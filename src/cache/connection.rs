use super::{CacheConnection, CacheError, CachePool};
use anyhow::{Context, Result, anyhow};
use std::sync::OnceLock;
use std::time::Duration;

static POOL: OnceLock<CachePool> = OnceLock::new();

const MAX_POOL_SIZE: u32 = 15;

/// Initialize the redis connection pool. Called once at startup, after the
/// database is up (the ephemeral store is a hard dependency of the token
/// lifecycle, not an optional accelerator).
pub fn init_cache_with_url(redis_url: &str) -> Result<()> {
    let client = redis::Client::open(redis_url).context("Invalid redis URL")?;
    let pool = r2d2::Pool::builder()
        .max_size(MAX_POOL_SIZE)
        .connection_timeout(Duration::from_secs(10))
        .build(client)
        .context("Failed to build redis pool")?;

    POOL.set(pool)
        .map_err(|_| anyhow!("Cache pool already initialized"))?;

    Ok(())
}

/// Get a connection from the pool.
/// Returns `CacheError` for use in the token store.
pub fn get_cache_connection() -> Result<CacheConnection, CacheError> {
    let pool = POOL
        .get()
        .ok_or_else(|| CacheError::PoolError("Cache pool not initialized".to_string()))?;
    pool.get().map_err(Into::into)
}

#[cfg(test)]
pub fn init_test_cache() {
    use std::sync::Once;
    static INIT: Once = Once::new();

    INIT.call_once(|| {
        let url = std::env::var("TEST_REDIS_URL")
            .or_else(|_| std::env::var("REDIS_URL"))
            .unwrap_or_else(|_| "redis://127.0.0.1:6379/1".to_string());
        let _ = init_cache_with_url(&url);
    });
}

^^^^^^^^^^^^^^^^

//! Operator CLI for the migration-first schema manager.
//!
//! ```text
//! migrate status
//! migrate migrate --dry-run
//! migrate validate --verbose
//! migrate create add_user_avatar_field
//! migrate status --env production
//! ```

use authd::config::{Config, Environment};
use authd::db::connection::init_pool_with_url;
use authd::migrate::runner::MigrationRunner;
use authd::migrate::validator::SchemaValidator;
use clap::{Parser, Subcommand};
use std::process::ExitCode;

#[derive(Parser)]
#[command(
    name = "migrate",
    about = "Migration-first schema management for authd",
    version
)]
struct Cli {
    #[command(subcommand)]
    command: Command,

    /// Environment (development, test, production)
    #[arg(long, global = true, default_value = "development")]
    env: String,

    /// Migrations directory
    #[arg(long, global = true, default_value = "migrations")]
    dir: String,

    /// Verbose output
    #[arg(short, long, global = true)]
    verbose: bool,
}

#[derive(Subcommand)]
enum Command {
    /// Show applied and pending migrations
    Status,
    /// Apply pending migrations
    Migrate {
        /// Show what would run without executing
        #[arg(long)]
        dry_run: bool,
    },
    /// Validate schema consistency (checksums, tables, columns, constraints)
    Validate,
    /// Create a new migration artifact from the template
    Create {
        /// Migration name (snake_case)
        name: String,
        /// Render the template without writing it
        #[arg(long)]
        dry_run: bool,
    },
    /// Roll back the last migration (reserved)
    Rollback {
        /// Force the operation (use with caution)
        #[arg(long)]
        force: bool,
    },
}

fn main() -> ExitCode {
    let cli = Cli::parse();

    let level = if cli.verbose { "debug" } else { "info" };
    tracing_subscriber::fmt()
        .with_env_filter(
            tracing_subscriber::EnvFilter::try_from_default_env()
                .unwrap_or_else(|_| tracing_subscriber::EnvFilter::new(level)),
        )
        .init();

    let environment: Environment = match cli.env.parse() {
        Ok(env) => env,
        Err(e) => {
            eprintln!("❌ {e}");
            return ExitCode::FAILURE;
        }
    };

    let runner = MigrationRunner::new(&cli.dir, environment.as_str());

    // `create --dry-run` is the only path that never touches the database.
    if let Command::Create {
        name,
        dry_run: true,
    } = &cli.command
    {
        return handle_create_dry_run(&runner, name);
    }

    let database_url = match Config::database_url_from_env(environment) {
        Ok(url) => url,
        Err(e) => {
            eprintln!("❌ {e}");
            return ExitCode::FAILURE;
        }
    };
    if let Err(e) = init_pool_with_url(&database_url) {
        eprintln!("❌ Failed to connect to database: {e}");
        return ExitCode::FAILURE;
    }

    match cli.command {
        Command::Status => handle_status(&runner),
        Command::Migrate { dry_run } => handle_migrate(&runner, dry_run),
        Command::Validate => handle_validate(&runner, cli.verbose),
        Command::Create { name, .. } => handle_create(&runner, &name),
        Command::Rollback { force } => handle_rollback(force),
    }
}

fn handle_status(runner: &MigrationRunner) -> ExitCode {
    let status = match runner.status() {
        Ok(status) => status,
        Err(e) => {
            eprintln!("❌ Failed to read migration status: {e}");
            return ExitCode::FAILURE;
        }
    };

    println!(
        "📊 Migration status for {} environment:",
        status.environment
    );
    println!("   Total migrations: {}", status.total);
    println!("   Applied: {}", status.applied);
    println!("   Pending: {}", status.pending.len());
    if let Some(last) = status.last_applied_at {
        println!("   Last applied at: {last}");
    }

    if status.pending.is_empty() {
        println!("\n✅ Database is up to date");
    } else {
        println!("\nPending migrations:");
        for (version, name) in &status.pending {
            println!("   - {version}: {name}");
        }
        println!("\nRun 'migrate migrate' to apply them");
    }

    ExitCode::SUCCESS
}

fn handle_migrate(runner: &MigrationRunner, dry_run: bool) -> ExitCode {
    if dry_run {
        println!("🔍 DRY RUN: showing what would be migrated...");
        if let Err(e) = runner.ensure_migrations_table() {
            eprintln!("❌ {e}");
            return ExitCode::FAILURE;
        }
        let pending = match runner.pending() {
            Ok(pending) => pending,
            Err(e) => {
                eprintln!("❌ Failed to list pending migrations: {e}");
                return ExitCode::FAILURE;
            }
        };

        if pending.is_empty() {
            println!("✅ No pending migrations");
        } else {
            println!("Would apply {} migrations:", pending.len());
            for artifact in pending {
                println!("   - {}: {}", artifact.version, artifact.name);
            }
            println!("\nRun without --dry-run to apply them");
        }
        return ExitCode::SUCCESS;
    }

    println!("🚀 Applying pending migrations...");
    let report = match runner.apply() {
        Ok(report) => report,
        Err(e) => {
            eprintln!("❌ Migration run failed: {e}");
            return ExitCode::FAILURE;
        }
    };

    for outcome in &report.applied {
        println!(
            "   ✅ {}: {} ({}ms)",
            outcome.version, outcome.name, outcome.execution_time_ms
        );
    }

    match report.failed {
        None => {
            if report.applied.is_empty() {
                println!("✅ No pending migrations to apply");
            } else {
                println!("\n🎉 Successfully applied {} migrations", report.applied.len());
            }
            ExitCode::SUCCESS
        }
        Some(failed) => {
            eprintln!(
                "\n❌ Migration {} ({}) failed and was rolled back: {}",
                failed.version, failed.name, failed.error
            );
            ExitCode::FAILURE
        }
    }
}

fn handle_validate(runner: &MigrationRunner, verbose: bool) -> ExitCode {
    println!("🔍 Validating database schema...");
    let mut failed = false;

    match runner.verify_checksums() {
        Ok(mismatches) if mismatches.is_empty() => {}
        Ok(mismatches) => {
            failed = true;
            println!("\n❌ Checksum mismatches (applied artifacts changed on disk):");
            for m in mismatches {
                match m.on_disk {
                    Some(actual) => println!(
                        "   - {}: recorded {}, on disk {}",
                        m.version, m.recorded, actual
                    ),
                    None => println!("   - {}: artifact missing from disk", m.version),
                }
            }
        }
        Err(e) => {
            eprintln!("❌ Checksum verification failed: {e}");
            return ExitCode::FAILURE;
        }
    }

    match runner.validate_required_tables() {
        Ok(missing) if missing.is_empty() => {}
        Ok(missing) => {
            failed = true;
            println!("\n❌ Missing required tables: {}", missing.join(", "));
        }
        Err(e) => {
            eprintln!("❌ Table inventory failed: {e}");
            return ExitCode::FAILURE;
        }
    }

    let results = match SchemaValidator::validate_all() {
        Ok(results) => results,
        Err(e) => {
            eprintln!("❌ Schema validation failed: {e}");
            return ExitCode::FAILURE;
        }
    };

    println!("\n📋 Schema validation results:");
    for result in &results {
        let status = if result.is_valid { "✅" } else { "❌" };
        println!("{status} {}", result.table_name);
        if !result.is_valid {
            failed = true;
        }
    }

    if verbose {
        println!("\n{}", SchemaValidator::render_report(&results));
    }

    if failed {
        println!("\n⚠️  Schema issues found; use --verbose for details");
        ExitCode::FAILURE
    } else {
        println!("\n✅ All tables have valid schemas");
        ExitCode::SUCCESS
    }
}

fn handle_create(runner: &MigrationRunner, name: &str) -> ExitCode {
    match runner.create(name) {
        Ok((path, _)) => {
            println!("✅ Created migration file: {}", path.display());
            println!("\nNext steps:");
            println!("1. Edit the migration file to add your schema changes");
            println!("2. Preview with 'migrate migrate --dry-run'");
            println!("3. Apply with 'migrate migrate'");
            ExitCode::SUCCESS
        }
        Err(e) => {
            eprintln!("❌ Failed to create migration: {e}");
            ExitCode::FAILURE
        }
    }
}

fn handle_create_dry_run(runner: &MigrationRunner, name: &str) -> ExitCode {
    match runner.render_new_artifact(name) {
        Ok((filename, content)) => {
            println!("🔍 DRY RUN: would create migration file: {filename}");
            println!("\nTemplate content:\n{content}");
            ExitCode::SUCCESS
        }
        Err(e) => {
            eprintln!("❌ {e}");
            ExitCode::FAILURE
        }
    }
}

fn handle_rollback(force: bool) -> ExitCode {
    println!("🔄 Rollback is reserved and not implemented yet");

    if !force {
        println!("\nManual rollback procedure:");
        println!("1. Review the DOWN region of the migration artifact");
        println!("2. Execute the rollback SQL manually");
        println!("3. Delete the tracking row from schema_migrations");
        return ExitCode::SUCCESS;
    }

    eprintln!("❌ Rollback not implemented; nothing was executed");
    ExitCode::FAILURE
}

^^^^^^^^^^^^^^^^

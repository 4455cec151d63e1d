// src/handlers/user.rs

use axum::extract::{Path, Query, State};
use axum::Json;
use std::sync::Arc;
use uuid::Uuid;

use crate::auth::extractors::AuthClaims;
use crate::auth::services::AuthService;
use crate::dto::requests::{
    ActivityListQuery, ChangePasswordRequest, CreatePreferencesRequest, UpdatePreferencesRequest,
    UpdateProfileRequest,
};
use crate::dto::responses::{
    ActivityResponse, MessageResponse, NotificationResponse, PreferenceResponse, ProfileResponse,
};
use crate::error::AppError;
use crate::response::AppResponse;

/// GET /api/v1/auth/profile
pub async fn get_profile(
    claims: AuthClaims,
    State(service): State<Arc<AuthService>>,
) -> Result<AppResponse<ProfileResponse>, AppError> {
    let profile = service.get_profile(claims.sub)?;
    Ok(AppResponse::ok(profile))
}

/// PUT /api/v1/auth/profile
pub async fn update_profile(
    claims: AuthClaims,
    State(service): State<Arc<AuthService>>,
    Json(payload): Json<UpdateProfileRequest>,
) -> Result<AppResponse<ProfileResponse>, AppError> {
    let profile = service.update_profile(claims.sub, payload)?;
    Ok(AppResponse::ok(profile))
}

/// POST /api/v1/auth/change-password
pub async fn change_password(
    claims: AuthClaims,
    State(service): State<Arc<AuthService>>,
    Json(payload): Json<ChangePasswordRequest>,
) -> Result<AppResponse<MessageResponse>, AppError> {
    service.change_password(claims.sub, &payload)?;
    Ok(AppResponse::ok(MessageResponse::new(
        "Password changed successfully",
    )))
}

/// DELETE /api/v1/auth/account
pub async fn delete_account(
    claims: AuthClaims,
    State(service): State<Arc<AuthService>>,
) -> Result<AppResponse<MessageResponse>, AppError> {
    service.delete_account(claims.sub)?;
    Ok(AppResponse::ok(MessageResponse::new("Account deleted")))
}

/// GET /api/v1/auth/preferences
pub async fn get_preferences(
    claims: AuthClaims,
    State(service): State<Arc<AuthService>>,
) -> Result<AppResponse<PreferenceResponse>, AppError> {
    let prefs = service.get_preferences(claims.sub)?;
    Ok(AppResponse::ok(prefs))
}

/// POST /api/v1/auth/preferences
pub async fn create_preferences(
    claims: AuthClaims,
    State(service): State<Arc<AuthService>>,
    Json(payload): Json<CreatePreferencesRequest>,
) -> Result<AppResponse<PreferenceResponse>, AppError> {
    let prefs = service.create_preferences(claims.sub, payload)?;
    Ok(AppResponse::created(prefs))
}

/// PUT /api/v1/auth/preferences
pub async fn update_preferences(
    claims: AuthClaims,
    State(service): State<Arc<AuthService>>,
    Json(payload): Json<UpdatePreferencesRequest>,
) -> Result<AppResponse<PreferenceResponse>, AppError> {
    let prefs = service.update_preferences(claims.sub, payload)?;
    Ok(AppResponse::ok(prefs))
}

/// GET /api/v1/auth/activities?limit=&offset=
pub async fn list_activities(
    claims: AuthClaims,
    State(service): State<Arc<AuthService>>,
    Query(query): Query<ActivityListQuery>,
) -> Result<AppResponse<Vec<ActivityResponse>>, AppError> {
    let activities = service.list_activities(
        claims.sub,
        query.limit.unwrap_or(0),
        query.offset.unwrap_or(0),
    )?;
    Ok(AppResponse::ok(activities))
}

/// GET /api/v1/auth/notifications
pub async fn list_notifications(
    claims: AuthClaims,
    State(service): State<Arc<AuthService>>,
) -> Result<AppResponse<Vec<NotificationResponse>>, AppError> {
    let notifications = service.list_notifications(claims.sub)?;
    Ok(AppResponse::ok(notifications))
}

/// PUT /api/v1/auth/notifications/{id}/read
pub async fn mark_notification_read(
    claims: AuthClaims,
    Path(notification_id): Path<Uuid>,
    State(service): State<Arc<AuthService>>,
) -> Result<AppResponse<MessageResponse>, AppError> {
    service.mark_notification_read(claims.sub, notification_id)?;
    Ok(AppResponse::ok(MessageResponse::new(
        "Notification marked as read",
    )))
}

^^^^^^^^^^^^^^^^

| TASK GOAL |
The answer must be every line from the entries above that holds the string "NotificationResponse".

| OUTPUT OF THE EXERCISE |
    ActivityResponse, MessageResponse, NotificationResponse, PreferenceResponse, ProfileResponse,
) -> Result<AppResponse<Vec<NotificationResponse>>, AppError> {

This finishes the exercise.